En este punto es imprescindible la sinceridad. Uno no puede entregarse al público con la pretensión de ser más o menos que quien se es. Las poses frívolas o culteranas no producen sino bostezos y desconfianza.

Así, el discurso en tanto alternancia de práctica y reflexión, permite dar sentido a nuestro quehacer. Mas en este devenir conviene estar atento a evitar ciertas ideas fijas que tienen poco de creativas y a fuerza de racionales se tornan absurdas.

Hace años asistí con algunos becarios del Fonca a la exposición final de los creadores plásticos. Entre diversas piezas, algunas notables, la mayoría fáciles de olvidar, había una que se destacaba por su, digamos, cinismo. Una maceta de plástico con una flor amarilla donde se insertaba un clip del que pendía una esfera. La pieza irritó considerablemente a algunos becarios, principalmente a los dramaturgos. Alguna voz airada decía que no era posible que a ellos se les exigiera una obra acabada y se apoyara de la misma manera al “creador” (en su voz vibraban las comillas) de la maceta. Interrogado al respecto, el tutor de artes plásticas, Fernando Leal si no mal recuerdo, respondió divertido que no podía juzgarse la pieza de manera aislada, que hacía falta escuchar el discurso que le daba sustento. No hubo modo de localizar al expositor y los molestos becarios se perdieron entre la muchedumbre llevándose sus reclamos entre las patas.
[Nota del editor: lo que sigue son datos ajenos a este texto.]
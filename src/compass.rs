//! Tilt-compensated magnetic heading
//!
//! Used for the heading column when no location fix supplies a true heading.

use crate::math::{RAD_TO_DEG, Vector3Ext};
use nalgebra::Vector3;

/// Calculate tilt-compensated magnetic heading of the body x axis.
///
/// `gravity` is the body-frame gravity estimate pointing toward the earth
/// (z-up body frame) and `magnetic_field` the body-frame field. Returns
/// degrees in `[0, 360)`, clockwise from magnetic north seen from above, or
/// `None` when either vector is zero or non-finite, or the two are parallel.
///
/// # Example
/// ```
/// use nalgebra::Vector3;
/// use inertial_pipeline::compass::magnetic_heading;
///
/// let gravity = Vector3::new(0.0, 0.0, -9.81); // level device
/// let field = Vector3::new(20.0, 0.0, -40.0);  // x axis pointing north
/// let heading = magnetic_heading(gravity, field).unwrap();
/// assert!(heading < 1.0 || heading > 359.0);
/// ```
pub fn magnetic_heading(gravity: Vector3<f64>, magnetic_field: Vector3<f64>) -> Option<f64> {
    if !gravity.is_finite() || !magnetic_field.is_finite() {
        return None;
    }

    // Accelerometer at rest reads the reaction to gravity
    let up = -gravity;

    // West: up × field, north: west × up
    let west = up.cross(&magnetic_field).safe_normalize();
    let north = west.cross(&up).safe_normalize();
    if west == Vector3::zeros() || north == Vector3::zeros() {
        return None;
    }

    let heading = -west.x.atan2(north.x) * RAD_TO_DEG;

    // rem_euclid of a tiny negative angle rounds up to exactly 360.0
    let heading = heading.rem_euclid(360.0);
    Some(if heading >= 360.0 { 0.0 } else { heading })
}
Si bien las artes plásticas y visuales son campo fértil para toda suerte de extravagancias y excentricidades, el teatro no escapa a su influjo. Cada tanto tenemos explosiones de nuevas tendencias o espectáculos novedosos que curiosamente traen consigo un fuerte aparato publicitario. Las empresas que están contigo o presentes en los grandes eventos apoyan con todo su peso productos semejantes con el beneplácito de nuestras perplejas autoridades culturales que no distinguen peras de manzanas en supuesto beneficio del ideal demócrata.

No penséis que tengo algo contra la libertad de expresión. ¡Jamás! Es sólo que desconfío de modas y novedades tanto como de los dicterios de la razón.

Pensar que una obra sea artística gracias al discurso que la acompaña me parece una tomadura de pelo. Se puede construir una justificación racional para cualquier cosa. Las opiniones son extremadamente frágiles y un buen sofista puede manipularlas con maestría. Se puede predicar una cosa y hacer otra sin que el público apenas lo note y sin que los que lo notan se atrevan a decir “esta boca es mía.”

El discurso teatral puede ser objeto de reflexión y análisis, puede sintetizarse, escribirse, publicarse y difundirse, pueden llenarse cientos de páginas con memorias, anécdotas, premisas, bitácoras y conclusiones, pero nada de eso tiene validez si no se verifica en el escenario.

En este sentido vuelvo a la intuición de mi juventud: el discurso teatral es el fruto de una colectividad creativa y tiene lugar en escena. Después debemos evaluar lo realizado para extraer la enseñanza que nos permita seguir adelante. ¿Es necesaria la reflexión? Sin duda. ¿El análisis? No siempre. Cualquiera que se dedique al arte teatral, especialmente al arte de la actuación, sabe que hay momentos en que la razón es un obstáculo. Abundan ejemplos de actores a los que el exceso de prácticas analíticas lleva a interpretaciones escleróticas de los personajes. En Occidente solemos colocar la razón por encima de todas las capacidades humanas. Las consecuencias en la que llamamos nuestra civilización están a la vista. Confundimos cultura con información, inteligencia con sabiduría, verdad con realidad, y nos jactamos de nuestras afirmaciones pretendiendo grabarlas con letras de bronce en los muros de los teatros. Los que, dicho sea de paso, algún día acabarán por derrumbarse. Entonces el teatro volverá a empezar.